ABOUT THIS EXERCISE
Count the lines below containing "calls"; state the number only.
· · · · · · ·
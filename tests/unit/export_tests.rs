/*!
 * Tests for card record assembly and serialization
 */

use anyhow::Result;
use bunkai::errors::ExportError;
use bunkai::export::{escape_field, CardExporter, ExportRecord, RecordWriter};
use bunkai::media::{MediaSource, TimeWindow};
use bunkai::subtitle_processor::{Cue, Track};
use crate::common;
use crate::common::mock_extractor::{ClipKind, MockExtractor};

fn cue(start_ms: u64, end_ms: u64, lines: &[&str]) -> Cue {
    Cue::new(start_ms, end_ms, lines.iter().copied())
}

fn hello_world() -> Track {
    Track::new("greetings", vec![
        cue(0, 2000, &["Hello"]),
        cue(2000, 4000, &["World"]),
    ])
}

/// Test the two-cue scenario without native track or media
#[tokio::test]
async fn test_export_withoutNativeOrMedia_shouldFillNeighbours() -> Result<()> {
    let records = CardExporter::new().export_records(&hello_world(), None).await?;

    assert_eq!(records.len(), 2);
    assert_eq!(records[0], ExportRecord {
        time: "00:00:00,000".to_string(),
        source: "greetings".to_string(),
        foreign_curr: "Hello".to_string(),
        foreign_next: "World".to_string(),
        ..Default::default()
    });
    assert_eq!(records[1], ExportRecord {
        time: "00:00:02,000".to_string(),
        source: "greetings".to_string(),
        foreign_curr: "World".to_string(),
        foreign_prev: "Hello".to_string(),
        ..Default::default()
    });

    Ok(())
}

/// Test that an empty foreign track produces nothing
#[tokio::test]
async fn test_export_withEmptyTrack_shouldProduceNoRecords() -> Result<()> {
    let records = CardExporter::new().export_records(&Track::new("empty", Vec::new()), None).await?;

    assert!(records.is_empty());

    Ok(())
}

/// Test that native text is aligned per cue and neighbours stay empty
#[tokio::test]
async fn test_export_withNativeTrack_shouldAlignCurrentOnly() -> Result<()> {
    let foreign = Track::new("f", vec![
        cue(1000, 3000, &["Hola,", "amigo."]),
        cue(3000, 5000, &["Adiós."]),
    ]);
    let native = Track::new("n", vec![
        cue(900, 1500, &["Hello,"]),
        cue(1500, 2800, &["friend."]),
        cue(3000, 4000, &["Bye."]),
    ]);

    let records = CardExporter::new().export_records(&foreign, Some(&native)).await?;

    assert_eq!(records[0].foreign_curr, "Hola, amigo.");
    assert_eq!(records[0].native_curr, "Hello, friend.");
    assert_eq!(records[1].native_curr, "Bye.");
    assert!(records.iter().all(|r| r.native_prev.is_empty() && r.native_next.is_empty()));

    Ok(())
}

/// Test media references and the audio pre-roll
#[tokio::test]
async fn test_export_withMedia_shouldReferenceClipsByBaseName() -> Result<()> {
    let extractor = MockExtractor::new();
    let source = MediaSource::new("/videos/ep.mkv", "/out/ep.media/ep");
    let foreign = Track::new("ep", vec![cue(50, 2000, &["Hi"]), cue(2000, 4000, &["there"])]);

    let records = CardExporter::new()
        .with_media(&extractor, &source)
        .export_records(&foreign, None)
        .await?;

    assert_eq!(records[0].sound, "[sound:ep_00h00m00s000ms-00h00m02s000ms.mp3]");
    assert_eq!(records[0].image, "<img src=\"ep_00h00m00s050ms-00h00m02s000ms.jpg\">");
    assert_eq!(records[0].time, "00:00:00,050");
    assert_eq!(records[1].sound, "[sound:ep_00h00m01s900ms-00h00m04s000ms.mp3]");

    assert_eq!(extractor.calls(), vec![
        (ClipKind::Audio, TimeWindow::new(0, 2000)),
        (ClipKind::Image, TimeWindow::new(50, 2000)),
        (ClipKind::Audio, TimeWindow::new(1900, 4000)),
        (ClipKind::Image, TimeWindow::new(2000, 4000)),
    ]);

    Ok(())
}

/// Test that the audio lead can be configured
#[tokio::test]
async fn test_export_withCustomAudioLead_shouldShiftAudioOnly() -> Result<()> {
    let extractor = MockExtractor::new();
    let source = MediaSource::new("ep.mkv", "ep.media/ep");
    let foreign = Track::new("ep", vec![cue(1000, 2000, &["Hi"])]);

    CardExporter::new()
        .with_media(&extractor, &source)
        .with_audio_lead(250)
        .export_records(&foreign, None)
        .await?;

    assert_eq!(extractor.calls()[0], (ClipKind::Audio, TimeWindow::new(750, 2000)));
    assert_eq!(extractor.calls()[1], (ClipKind::Image, TimeWindow::new(1000, 2000)));

    Ok(())
}

/// Test that one failed clip aborts the whole export
#[tokio::test]
async fn test_export_withFailingExtractor_shouldAbortWithCueIndex() {
    let extractor = MockExtractor::failing_on(3);
    let source = MediaSource::new("ep.mkv", "ep.media/ep");
    let mut written = Vec::new();

    let result = CardExporter::new()
        .with_media(&extractor, &source)
        .export(&hello_world(), None, |record| {
            written.push(record);
            Ok(())
        })
        .await;

    match result {
        Err(ExportError::Media { index, text, .. }) => {
            assert_eq!(index, 2);
            assert!(text.contains("World"));
        }
        other => panic!("expected a media error, got {:?}", other),
    }
    assert_eq!(written.len(), 1);
    assert_eq!(extractor.calls().len(), 3);
}

/// Test that tabs and newlines inside cue lines are flattened
#[tokio::test]
async fn test_export_withTabsInText_shouldFlattenFields() -> Result<()> {
    let foreign = Track::new("f", vec![cue(0, 1000, &["a\tb", "c"])]);

    let records = CardExporter::new().export_records(&foreign, None).await?;

    assert_eq!(records[0].foreign_curr, "a b c");

    Ok(())
}

/// Test that an escaped field survives an RFC 4180 reader unchanged
#[test]
fn test_escape_field_withTabAndQuotes_shouldRoundTrip() {
    let original = "He said \"no\"\tand left";
    let record = ExportRecord {
        foreign_curr: original.to_string(),
        ..Default::default()
    };

    let mut writer = RecordWriter::new(Vec::new());
    writer.write_record(&record).unwrap();
    let output = String::from_utf8(writer.into_inner()).unwrap();

    assert!(output.contains("\"He said \"\"no\"\"\tand left\""));

    let fields = common::parse_delimited_line(output.trim_end_matches('\n'), '\t');
    assert_eq!(fields.len(), 10);
    assert_eq!(fields[4], original);
}

/// Test comma separated output quoting
#[test]
fn test_record_writer_withCommaSeparator_shouldQuoteCommas() {
    let record = ExportRecord {
        time: "00:00:01,000".to_string(),
        foreign_curr: "one, two".to_string(),
        ..Default::default()
    };

    let mut writer = RecordWriter::with_separator(Vec::new(), ',');
    writer.write_record(&record).unwrap();
    let output = String::from_utf8(writer.into_inner()).unwrap();

    let fields = common::parse_delimited_line(output.trim_end_matches('\n'), ',');
    assert_eq!(fields[1], "00:00:01,000");
    assert_eq!(fields[4], "one, two");
    assert_eq!(escape_field("plain", ','), "plain");
}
· · · · · · ·
TASK SOLUTION
4